1.  clean the session with:

$_SESSION = array(); if(isset($_COOKIE[session_name()])) {

        setcookie(session_name(), '', time()-42000, '/');

      } session_destroy(); 

 

2.  register session variables

3.  session_decode 

 

Is session_set_save_handler()  better?  Does anyone have any good examples with mysql database connection?

 

[genericnumber1]

you would just get it from the database and run session_decode().. something like

 

$session = session_encode();
mysql_query("INSERT INTO table ('session') VALUES ('$session')");

 

and then something like

 

$result = mysql_query("SELECT session FROM table WHERE something);
$session = mysql_fetch_assoc($result);
session_decode($session['session']);

 

Not that I'm a fan of the session_encode() and decode() functions.

[markmax33]

Is Is session_set_save_handler()  the best way to do it?  When you session_decode does it autmatically register session variables?

[genericnumber1]

yes, that is what session_decode() does (don't know what you thought it did ).

 

session_set_save_handler() replaces your whole session handler, with session_encode() and decode() going into/out of a database you're using the default session handler and just saving the data between browser sessions.

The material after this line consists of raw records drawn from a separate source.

pub mod resend;

use async_trait::async_trait;

#[async_trait]
pub trait EmailProvider: Send + Sync {
    async fn send_email(&self, to: &str, subject: &str, html: &str) -> anyhow::Result<()>;
}
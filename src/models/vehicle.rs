use serde::{Deserialize, Serialize};

#[derive(Debug, Clone, Serialize, Deserialize)]
pub struct Vehicle {
    pub id: i64,
    pub make: String,
    pub model: String,
    pub seats: i64,
    pub fuel_type: String,
    pub transmission: String,
    pub category_id: Option<i64>,
    pub category: Option<String>,
    pub image_url: Option<String>,
    pub daily_price_cents: i64,
    pub available: bool,
    pub status: VehicleStatus,
}

impl Vehicle {
    pub fn display_name(&self) -> String {
        format!("{} {}", self.make, self.model).trim().to_string()
    }
}

/// Operational status managed by the fleet team. Only `AVAILABLE` vehicles
/// are offered to customers.
#[derive(Debug, Clone, Serialize, Deserialize, PartialEq)]
pub enum VehicleStatus {
    Available,
    Other(String),
}

impl VehicleStatus {
    pub fn as_str(&self) -> &str {
        match self {
            VehicleStatus::Available => "AVAILABLE",
            VehicleStatus::Other(s) => s.as_str(),
        }
    }

    pub fn parse(s: &str) -> Self {
        match s {
            "AVAILABLE" => VehicleStatus::Available,
            other => VehicleStatus::Other(other.to_string()),
        }
    }
}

There is a way to use session_set_save_handler() to save people's data in a database between browser sessions, but it is more complicated requiring you to write 6 different functions to handle other parts of session handling as well as saving browser sessions.

[markmax33]

I understood session_decode would put the variable back into memory, it just wasn't working as I expected.  That's why I was curious if it also registered the variables.  I guess the answer is that session decode will overwrite all existing variables in the memory or add on to the end of arrays if they are present.